世の中にある取り決めは、基本的にお互いの意思によって決まります。遺産相続も例外でなく、遺産分割協議書に全ての相続人が合意しなければいけません。しかし相続人の1人が認知症などで判断能力を失っていれば意思表示が無効になるため代わりに法律行為をおこなってくれる後見人が必要になります。後見人の選任は申し立てから1〜2ヶ月で行われるので早めに行動してください。

遺産相続では本人の状態に合わせて後見人、保佐人、補助人が必要

認知症や知的障害の方が身内にいる場合、気になるのは成年後見制度の活用だと思います。成年後見制度は行為能力、つまり契約や遺言などを本人の意思で行えるだけの判断力が不足している人に対して後見人が一定の行為を代理する制度ですが、遺産分割についても成年後見制度を利用しなければいけません。

いうまでもなく遺産相続が他の相続人との合意によって分割されるからです。

遺産相続で後見人が必要となるのは判断能力が欠如している場合

遺産相続で後見人が必要となるのは被相続人の判断能力が欠如している場合です。多少の物事が判断できるというレベルでなく完全にもの判別がつかないような状況です。この状態で行われた契約はまず無効になるはずです。

未成年も代理人が必要

基本的に、法律行為ができるのは成年に限られます。よって未成年が相続人になる場合も代理人が必要になります。未成年後見人がいる場合にはその人が、例えば父の死で母と子が遺産を分け合うような場合にはこの利益を守るために特別代理人を申し立てなければいけません。
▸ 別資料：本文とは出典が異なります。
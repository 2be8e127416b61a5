//! Problem union checker
//!
//! Mutations should return a `...Result` union so errors are part of the
//! schema. Only bare named return types are checked; lists and non-null
//! wrappers are left alone.

use super::base::{field_location, summary_message, Rule};
use crate::models::{ValidationResult, Violation};
use crate::parsers::SchemaDocument;
use anyhow::Result;

const MUTATION_TYPE: &str = "Mutation";
const RESULT_SUFFIX: &str = "Result";

#[derive(Debug, Clone, Copy, Default)]
pub struct ProblemUnionRule;

impl Rule for ProblemUnionRule {
    fn name(&self) -> &'static str {
        "Problem Union"
    }

    fn description(&self) -> &'static str {
        "Checks that mutations return a union type ending in 'Result'"
    }

    fn weight(&self) -> f64 {
        10.0
    }

    fn validate(&self, document: &SchemaDocument) -> Result<ValidationResult> {
        let mut violations = Vec::new();

        for mutation in document.object_types().filter(|t| t.name == MUTATION_TYPE) {
            for field in &mutation.fields {
                let Some(return_type) = field.ty.as_bare_named() else {
                    continue;
                };
                if !return_type.ends_with(RESULT_SUFFIX) {
                    violations.push(Violation::new(
                        format!(
                            "Mutation \"{}\" does not return a union type ending in 'Result'",
                            field.name
                        ),
                        field_location(mutation, field),
                    ));
                }
            }
        }

        let message = summary_message(
            violations.len(),
            "mutations not returning proper union types",
            "All mutations return a valid union type.",
        );
        Ok(ValidationResult::new(self.name(), violations, message))
    }
}

#[cfg(test)]
mod tests {
    use super::*;
    use crate::parsers::parse_schema;

    fn run(schema: &str) -> ValidationResult {
        ProblemUnionRule
            .validate(&parse_schema(schema).expect("parse schema"))
            .expect("rule runs")
    }

    #[test]
    fn test_result_union_passes() {
        let result = run(
            r#"
            type Mutation { doSomething: DoSomethingResult }
            union DoSomethingResult = Success | Failure
            type Success { ok: Boolean }
            type Failure { reason: String }
            "#,
        );
        assert_eq!(result.violation_count(), 0);
        assert_eq!(result.message, "All mutations return a valid union type.");
    }

    #[test]
    fn test_plain_return_flagged() {
        let result = run("type Mutation { doSomething: String }");
        assert_eq!(result.violation_count(), 1);
        let violation = &result.violations.items()[0];
        assert_eq!(
            violation.message,
            "Mutation \"doSomething\" does not return a union type ending in 'Result'"
        );
        assert_eq!(violation.location.coordinate.as_deref(), Some("Mutation.doSomething"));
        assert_eq!(
            result.message,
            "Found 1 mutations not returning proper union types"
        );
    }

    #[test]
    fn test_wrapped_returns_and_other_types_ignored() {
        let result = run(
            r#"
            type Mutation { a: String! b: [String] }
            type Query { c: String }
            "#,
        );
        assert_eq!(result.violation_count(), 0);
    }

    #[test]
    fn test_mutation_extensions_checked() {
        let result = run(
            r#"
            type Mutation { a: AResult }
            extend type Mutation { b: Boolean }
            "#,
        );
        assert_eq!(result.violation_count(), 1);
    }
}
//! schema-scorer - structural health scoring for GraphQL schemas
//!
//! A schema is parsed once, projected into a type reference graph and a
//! field nullability graph, and checked by a fixed battery of weighted
//! rules. The result is a single score plus per-rule detail.
//!
//! ```ignore
//! use schema_scorer::scoring::{SchemaValidator, ValidateOptions};
//!
//! let validation = SchemaValidator::new().validate(sdl, &ValidateOptions::default())?;
//! println!("{:.1}", validation.report.score);
//! ```

pub mod analyzers;
pub mod cli;
pub mod config;
pub mod error;
pub mod graph;
pub mod models;
pub mod parsers;
pub mod reporters;
pub mod rules;
pub mod scoring;

pub use error::{ScoreError, ScoreResult};
pub use models::SchemaReport;
pub use scoring::{SchemaValidator, ValidateOptions};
判断能力が欠如していないときでも保佐人や補助人は必要になる場合あり

判断能力が欠如していない場合でも、あからさまな不足が見られる場合は後見人よりも権限の狭い保佐人や補助人を選びます。いずれも遺産相続をするために必須の手続きですからここでは「病気や障害を理由に判断能力が不足している場合、後見人、補助人、保佐人のいずれかを選任しなければいけない」と理解すれば大丈夫です。

大きな違いは保佐人と補助人に代理権を与えるには本人の同意が必要なことです。

保佐人が必要になる場合

保佐人が必要になるのは判断能力が著しく不十分であるときです。中程度認知症の場合は保佐人をつけることになるでしょう。

補助人が必要になる場合

補助人が必要になるのは判断能力が不十分であるときです。軽度の認知症であっても補助人の申し立てを忘れないでください。

全員で合意できない遺産分割は原則無効です

契約や単独行為(遺言など)をできるのは原則として本人だけ。誰かが代わりに行う場合は、実は代理権という権利を得た上でおこなっているのです。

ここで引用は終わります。